use anyhow::Result;
use std::sync::Arc;
use tokio::sync::watch;
use tracing::{error, info, warn};
use tracing_subscriber::{fmt, EnvFilter};

use monitor::config::ConfigManager;
use monitor::faucet::FaucetMonitor;
use monitor::publisher::{DiscordGateway, PublisherGateway};
use monitor::scheduler::ValidationScheduler;
use monitor::services::{AlertService, ChannelValidator, LabelService};
use monitor::source::{BlockSource, RoutescanSource};
use monitor::status::{MonitorSettings, StatusMonitor};
use monitor::web::{start_web_server, AppState};

#[tokio::main]
async fn main() -> Result<()> {
    let env_filter = EnvFilter::from_default_env()
        .add_directive("monitor=info".parse()?)
        .add_directive("tower_http=warn".parse()?)
        .add_directive("tokio_cron_scheduler=warn".parse()?)
        .add_directive("hyper=warn".parse()?)
        .add_directive("reqwest=warn".parse()?);

    fmt().with_env_filter(env_filter).init();

    info!("Starting chain status monitor");

    let config_manager = ConfigManager::new("config".to_string()).await?;
    let config = config_manager.get_current_config();

    let source: Arc<dyn BlockSource> = Arc::new(RoutescanSource::new(&config.source)?);
    let gateway: Arc<dyn PublisherGateway> = Arc::new(DiscordGateway::new(
        config.discord.api_base_url.clone(),
        config.bot_token.clone(),
    )?);

    // Channel validation at startup, then on the configured schedule
    let validator = Arc::new(ChannelValidator::from_config(gateway.clone(), &config));
    let summary = validator.validate_all().await;
    if !summary.invalid.is_empty() {
        warn!(
            "{} configured channels are unreachable and will be skipped with errors",
            summary.invalid.len()
        );
    }

    let mut validation_scheduler =
        ValidationScheduler::new(validator, config.discord.validation_schedule.clone()).await?;
    if let Err(e) = validation_scheduler.start().await {
        error!("Channel validation schedule not started: {}", e);
    }

    let (shutdown_tx, shutdown_rx) = watch::channel(false);

    let alerts = AlertService::from_config(gateway.clone(), &config);
    if !alerts.is_enabled() {
        warn!("No notification channels configured, status changes will only relabel channels");
    }

    let status_monitor = StatusMonitor::new(
        source.clone(),
        LabelService::from_config(gateway.clone(), &config),
        alerts,
        MonitorSettings::from_config(&config),
    );
    let snapshots = status_monitor.subscribe();
    let monitor_handle = tokio::spawn(status_monitor.run(shutdown_rx.clone()));

    let faucet_handle = match config.faucet.clone() {
        Some(faucet_config) => {
            let faucet = FaucetMonitor::new(faucet_config, gateway.clone())?;
            Some(tokio::spawn(faucet.run(shutdown_rx.clone())))
        }
        None => {
            info!("Faucet monitoring disabled");
            None
        }
    };

    tokio::spawn(async move {
        shutdown_signal().await;
        info!("Shutdown signal received");
        let _ = shutdown_tx.send(true);
    });

    let state = AppState::new(config.clone(), source, snapshots);
    if let Err(e) = start_web_server(state, shutdown_rx).await {
        error!("Web server failed: {}", e);
    }

    if let Err(e) = monitor_handle.await {
        error!("Status monitor task failed: {}", e);
    }
    if let Some(handle) = faucet_handle {
        if let Err(e) = handle.await {
            error!("Faucet monitor task failed: {}", e);
        }
    }
    if let Err(e) = validation_scheduler.shutdown().await {
        warn!("{}", e);
    }

    info!("Chain status monitor stopped");
    Ok(())
}

async fn shutdown_signal() {
    let ctrl_c = async {
        if let Err(e) = tokio::signal::ctrl_c().await {
            error!("Failed to listen for Ctrl+C: {}", e);
            std::future::pending::<()>().await;
        }
    };

    #[cfg(unix)]
    let terminate = async {
        match tokio::signal::unix::signal(tokio::signal::unix::SignalKind::terminate()) {
            Ok(mut signal) => {
                signal.recv().await;
            }
            Err(e) => {
                error!("Failed to listen for SIGTERM: {}", e);
                std::future::pending::<()>().await;
            }
        }
    };

    #[cfg(not(unix))]
    let terminate = std::future::pending::<()>();

    tokio::select! {
        _ = ctrl_c => {},
        _ = terminate => {},
    }
}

-.-.-

#### Aim of the task
Determine how many lines in the records include the word "match", and reply with that number alone.

#### Your solution
2